## Stored items

┌────────

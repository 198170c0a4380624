//! Pipeline controller.
//!
//! Drives the stages through the transitions in [`crate::state`], loading
//! each stage's input freshly from the checkpoint store and writing its
//! output atomically. A failing stage halts the run; extraction failures
//! keep whatever stage-1 output exists as a partial checkpoint.

use futures::future::join_all;
use metrics::{counter, histogram};
use serde::Serialize;
use std::path::{Path, PathBuf};
use std::sync::Arc;
use std::time::Instant;
use tokio::sync::{watch, Semaphore};
use tracing::{error, info, Instrument};
use uuid::Uuid;

use vreel_media::{analyze_source, FrameSource, MetricSet, SamplingOptions};
use vreel_models::{
    AssembledPayload, Checkpoint, MetricStream, RankedPayload, Segment, SegmentedPayload,
    SkippedSource, Source, SourceId, Stage, StagePayload, SELECTION_ALGORITHM,
};
use vreel_storage::{write_atomic, CheckpointStore, ValidationError};

use crate::assembler::{assemble, AssemblyParams};
use crate::config::PipelineConfig;
use crate::error::{PipelineError, PipelineResult};
use crate::logging::StageLogger;
use crate::ranker::{rank_segments, RankerParams};
use crate::segmenter::Segmenter;
use crate::state::{PipelineState, RunMode};

/// Metric names as constants for consistency.
pub mod names {
    pub const STAGE_DURATION_SECONDS: &str = "vreel_stage_duration_seconds";
    pub const SOURCE_ANALYSIS_SECONDS: &str = "vreel_source_analysis_seconds";
    pub const RUNS_TOTAL: &str = "vreel_runs_total";
    pub const SOURCES_SKIPPED_TOTAL: &str = "vreel_sources_skipped_total";
    pub const SEGMENTS_PRODUCED_TOTAL: &str = "vreel_segments_produced_total";
}

/// Summary of one invocation.
#[derive(Debug, Clone, Serialize)]
pub struct RunReport {
    pub run_id: String,
    pub mode: RunMode,
    pub resumed: bool,
    pub final_state: PipelineState,
    pub stages_executed: Vec<Stage>,
    pub eligible_count: Option<usize>,
    pub selected_count: Option<usize>,
    pub actual_duration: Option<f64>,
    pub warnings: Vec<String>,
    pub checkpoints: Vec<PathBuf>,
}

impl RunReport {
    fn new(run_id: &str, mode: RunMode) -> Self {
        Self {
            run_id: run_id.to_string(),
            mode,
            resumed: mode.is_resume(),
            final_state: PipelineState::entry_for(mode.first_stage()),
            stages_executed: Vec::new(),
            eligible_count: None,
            selected_count: None,
            actual_duration: None,
            warnings: Vec::new(),
            checkpoints: Vec::new(),
        }
    }

    fn record(&mut self, output: &StageOutput) {
        let checkpoint = &output.checkpoint;
        self.stages_executed.push(checkpoint.stage);
        self.checkpoints.push(output.path.clone());
        self.warnings.extend(output.warnings.iter().cloned());

        match &checkpoint.payload {
            StagePayload::Segmented(_) => {}
            StagePayload::Ranked(p) => self.eligible_count = Some(p.eligible_count),
            StagePayload::Assembled(p) => {
                self.selected_count = Some(p.segments.len());
                self.actual_duration = Some(p.actual_duration);
            }
        }
    }

    /// Write the report as `run_report.json` in `dir`.
    pub async fn write_to(&self, dir: &Path) -> PipelineResult<PathBuf> {
        let path = dir.join("run_report.json");
        let data = serde_json::to_vec_pretty(self)
            .map_err(|e| PipelineError::config(format!("cannot serialize run report: {}", e)))?;
        write_atomic(&path, &data).await?;
        Ok(path)
    }
}

/// What a stage produced.
struct StageOutput {
    checkpoint: Checkpoint,
    path: PathBuf,
    warnings: Vec<String>,
}

impl StageOutput {
    fn new(checkpoint: Checkpoint) -> Self {
        Self {
            checkpoint,
            path: PathBuf::new(),
            warnings: Vec::new(),
        }
    }
}

/// Validate a checkpoint file without running anything.
pub async fn validate_checkpoint(path: impl AsRef<Path>) -> PipelineResult<Checkpoint> {
    Ok(vreel_storage::validate_checkpoint(path).await?)
}

/// Orchestrates Segmentation, Ranking and Assembly.
pub struct PipelineController {
    config: PipelineConfig,
    store: CheckpointStore,
    frame_source: Arc<dyn FrameSource>,
    metric_set: Arc<MetricSet>,
    cancel: watch::Receiver<bool>,
    run_id: String,
}
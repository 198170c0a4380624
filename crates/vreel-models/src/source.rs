//! Source recording models.

use chrono::{DateTime, Utc};
use schemars::JsonSchema;
use serde::{Deserialize, Serialize};
use std::fmt;
use std::path::{Path, PathBuf};

/// Stable identifier for one input recording.
///
/// Derived from the file stem, so re-running against the same inputs
/// always yields the same identifiers.
#[derive(Debug, Clone, PartialEq, Eq, PartialOrd, Ord, Hash, Serialize, Deserialize, JsonSchema)]
#[serde(transparent)]
pub struct SourceId(pub String);

impl SourceId {
    /// Create from an existing string.
    pub fn from_string(s: impl Into<String>) -> Self {
        Self(s.into())
    }

    /// Derive the identifier from a recording path.
    pub fn from_path(path: impl AsRef<Path>) -> Self {
        let path = path.as_ref();
        let stem = path
            .file_stem()
            .map(|s| s.to_string_lossy().to_string())
            .unwrap_or_else(|| path.to_string_lossy().to_string());
        Self(stem)
    }

    /// Get the inner string.
    pub fn as_str(&self) -> &str {
        &self.0
    }
}

impl fmt::Display for SourceId {
    fn fmt(&self, f: &mut fmt::Formatter<'_>) -> fmt::Result {
        write!(f, "{}", self.0)
    }
}

impl From<String> for SourceId {
    fn from(s: String) -> Self {
        Self(s)
    }
}

impl From<&str> for SourceId {
    fn from(s: &str) -> Self {
        Self(s.to_string())
    }
}

/// One validated input recording.
///
/// Created once at ingest and never mutated afterwards.
#[derive(Debug, Clone, PartialEq, Serialize, Deserialize, JsonSchema)]
pub struct Source {
    /// Stable identifier
    pub id: SourceId,
    /// Location of the recording on disk
    pub path: PathBuf,
    /// Duration in seconds
    pub duration_secs: f64,
    /// Width in pixels
    pub width: u32,
    /// Height in pixels
    pub height: u32,
    /// Frame rate (fps)
    pub frame_rate: f64,
    /// Whether an audio stream is present
    pub has_audio: bool,
    /// Video codec name as reported by the container
    #[serde(default)]
    pub video_codec: String,
    /// Container format name
    #[serde(default)]
    pub container: String,
    /// File size in bytes
    #[serde(default)]
    pub size_bytes: u64,
    /// Wall-clock start of the recording, used for the global timeline
    pub recorded_at: DateTime<Utc>,
}

impl Source {
    /// Recording start as fractional Unix seconds.
    pub fn recorded_at_secs(&self) -> f64 {
        self.recorded_at.timestamp_millis() as f64 / 1000.0
    }

    /// Global timeline position of an in-source offset, in Unix seconds.
    pub fn global_secs(&self, offset_secs: f64) -> f64 {
        self.recorded_at_secs() + offset_secs
    }

    /// Global timeline position of an in-source offset.
    pub fn global_time(&self, offset_secs: f64) -> DateTime<Utc> {
        self.recorded_at + chrono::Duration::milliseconds((offset_secs * 1000.0).round() as i64)
    }
}

/// A requested input that was rejected at ingest.
#[derive(Debug, Clone, PartialEq, Serialize, Deserialize, JsonSchema)]
pub struct SkippedSource {
    pub id: SourceId,
    pub path: PathBuf,
    pub reason: String,
}

#[cfg(test)]
mod tests {
    use super::*;
    use chrono::TimeZone;

    #[test]
    fn test_source_id_from_path() {
        assert_eq!(SourceId::from_path("/videos/GX010042.mp4").as_str(), "GX010042");
        assert_eq!(SourceId::from_path("clip.mp4").as_str(), "clip");
    }

    #[test]
    fn test_global_time() {
        let source = Source {
            id: SourceId::from("a"),
            path: PathBuf::from("a.mp4"),
            duration_secs: 60.0,
            width: 1920,
            height: 1080,
            frame_rate: 30.0,
            has_audio: true,
            video_codec: "h264".to_string(),
            container: "mp4".to_string(),
            size_bytes: 0,
            recorded_at: Utc.with_ymd_and_hms(2024, 5, 1, 10, 0, 0).unwrap(),
        };

        let t = source.global_time(90.5);
        assert_eq!(t, Utc.with_ymd_and_hms(2024, 5, 1, 10, 1, 30).unwrap() + chrono::Duration::milliseconds(500));
        assert!((source.global_secs(10.0) - source.recorded_at_secs() - 10.0).abs() < 1e-9);
    }
}
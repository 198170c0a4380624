//! Filesystem utilities for atomic checkpoint writes.
//!
//! A checkpoint is first written to a uniquely named temporary file in the
//! destination directory, flushed to disk, and then renamed over the
//! destination. Readers therefore see either the old file or the new one,
//! never a partial write.

use std::path::{Path, PathBuf};
use tokio::fs;
use tokio::io::AsyncWriteExt;
use uuid::Uuid;

use crate::error::StorageResult;

/// Temporary sibling path used while writing `dst`.
fn temp_path_for(dst: &Path) -> PathBuf {
    let name = dst
        .file_name()
        .map(|n| n.to_string_lossy().to_string())
        .unwrap_or_else(|| "checkpoint".to_string());
    dst.with_file_name(format!(".{}.{}.tmp", name, Uuid::new_v4()))
}

/// Atomically replace `dst` with `data`.
///
/// # Errors
///
/// Returns an error if the parent directory cannot be created or the
/// temporary file cannot be written or renamed. The temporary file is
/// removed on failure.
pub async fn write_atomic(dst: impl AsRef<Path>, data: &[u8]) -> StorageResult<()> {
    let dst = dst.as_ref();

    if let Some(parent) = dst.parent() {
        if !parent.as_os_str().is_empty() && !parent.exists() {
            fs::create_dir_all(parent).await?;
        }
    }

    let tmp = temp_path_for(dst);
    if let Err(e) = write_and_rename(&tmp, dst, data).await {
        let _ = fs::remove_file(&tmp).await;
        tracing::error!(
            "Failed to write checkpoint atomically: {}: {}",
            dst.display(),
            e
        );
        return Err(e.into());
    }

    tracing::debug!("Wrote {} ({} bytes)", dst.display(), data.len());
    Ok(())
}

async fn write_and_rename(tmp: &Path, dst: &Path, data: &[u8]) -> std::io::Result<()> {
    let mut file = fs::File::create(tmp).await?;
    file.write_all(data).await?;
    file.sync_all().await?;
    drop(file);
    fs::rename(tmp, dst).await
}

/// Remove a file, treating "already gone" as success.
///
/// Returns whether a file was removed.
pub async fn remove_if_exists(path: impl AsRef<Path>) -> StorageResult<bool> {
    match fs::remove_file(path.as_ref()).await {
        Ok(()) => Ok(true),
        Err(e) if e.kind() == std::io::ErrorKind::NotFound => Ok(false),
        Err(e) => Err(e.into()),
    }
}

#[cfg(test)]
mod tests {
    use super::*;
    use tempfile::TempDir;

    #[tokio::test]
    async fn test_write_atomic_creates_file() {
        let dir = TempDir::new().unwrap();
        let dst = dir.path().join("nested").join("stage1.json");

        write_atomic(&dst, b"{}").await.unwrap();

        assert_eq!(fs::read_to_string(&dst).await.unwrap(), "{}");
    }

    #[tokio::test]
    async fn test_write_atomic_replaces_and_leaves_no_temp_files() {
        let dir = TempDir::new().unwrap();
        let dst = dir.path().join("stage2.json");

        write_atomic(&dst, b"old content").await.unwrap();
        write_atomic(&dst, b"new content").await.unwrap();

        assert_eq!(fs::read_to_string(&dst).await.unwrap(), "new content");

        let mut entries = fs::read_dir(dir.path()).await.unwrap();
        let mut names = Vec::new();
        while let Some(entry) = entries.next_entry().await.unwrap() {
            names.push(entry.file_name().to_string_lossy().to_string());
        }
        assert_eq!(names, vec!["stage2.json".to_string()]);
    }

    #[tokio::test]
    async fn test_remove_if_exists() {
        let dir = TempDir::new().unwrap();
        let path = dir.path().join("x.json");

        assert!(!remove_if_exists(&path).await.unwrap());
        fs::write(&path, b"1").await.unwrap();
        assert!(remove_if_exists(&path).await.unwrap());
        assert!(!path.exists());
    }

    #[test]
    fn test_temp_path_is_hidden_sibling() {
        let tmp = temp_path_for(Path::new("/data/ckpt/stage3_assembled.json"));
        assert_eq!(tmp.parent(), Some(Path::new("/data/ckpt")));
        let name = tmp.file_name().unwrap().to_string_lossy().to_string();
        assert!(name.starts_with(".stage3_assembled.json."));
        assert!(name.ends_with(".tmp"));
    }
}
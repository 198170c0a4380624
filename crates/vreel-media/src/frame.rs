//! Decoded frames handed from the sampler to the metrics.

use image::{GrayImage, RgbImage};

use crate::error::{MediaError, MediaResult};

/// One sampled frame of a source.
#[derive(Debug, Clone)]
pub struct Frame {
    /// Position in the sampled sequence (0-based)
    pub index: usize,
    /// Offset within the source (seconds)
    pub time: f64,
    pub image: RgbImage,
}

impl Frame {
    pub fn new(index: usize, time: f64, image: RgbImage) -> Self {
        Self { index, time, image }
    }

    /// Build a frame from a packed rgb24 buffer.
    pub fn from_rgb24(index: usize, time: f64, width: u32, height: u32, data: Vec<u8>) -> MediaResult<Self> {
        let expected = width as usize * height as usize * 3;
        if data.len() != expected {
            return Err(MediaError::decode_failed(format!(
                "frame {} has {} bytes, expected {}",
                index,
                data.len(),
                expected
            )));
        }
        let image = RgbImage::from_raw(width, height, data)
            .ok_or_else(|| MediaError::decode_failed(format!("frame {} buffer rejected", index)))?;
        Ok(Self::new(index, time, image))
    }

    pub fn width(&self) -> u32 {
        self.image.width()
    }

    pub fn height(&self) -> u32 {
        self.image.height()
    }

    /// Luminance plane.
    pub fn luma(&self) -> GrayImage {
        image::imageops::grayscale(&self.image)
    }
}

#[cfg(test)]
pub(crate) mod test_frames {
    use super::*;
    use image::Rgb;

    /// Frame filled with one colour.
    pub fn solid(index: usize, width: u32, height: u32, rgb: [u8; 3]) -> Frame {
        Frame::new(index, index as f64, RgbImage::from_pixel(width, height, Rgb(rgb)))
    }

    /// Frame with vertical stripes of `stripe` pixels alternating black and white.
    pub fn stripes(index: usize, width: u32, height: u32, stripe: u32) -> Frame {
        let image = RgbImage::from_fn(width, height, |x, _| {
            if (x / stripe) % 2 == 0 {
                Rgb([0, 0, 0])
            } else {
                Rgb([255, 255, 255])
            }
        });
        Frame::new(index, index as f64, image)
    }

    /// Frame whose pixels cycle through a wide range of colours.
    pub fn noise(index: usize, width: u32, height: u32, seed: u32) -> Frame {
        let image = RgbImage::from_fn(width, height, |x, y| {
            let v = x
                .wrapping_mul(73)
                .wrapping_add(y.wrapping_mul(151))
                .wrapping_add(seed.wrapping_mul(977));
            Rgb([(v % 251) as u8, ((v / 7) % 241) as u8, ((v / 13) % 239) as u8])
        });
        Frame::new(index, index as f64, image)
    }
}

└────────

Among the lines of the records, copy out each one that contains the word "StageOutput".

    fn record(&mut self, output: &StageOutput) {
struct StageOutput {
impl StageOutput {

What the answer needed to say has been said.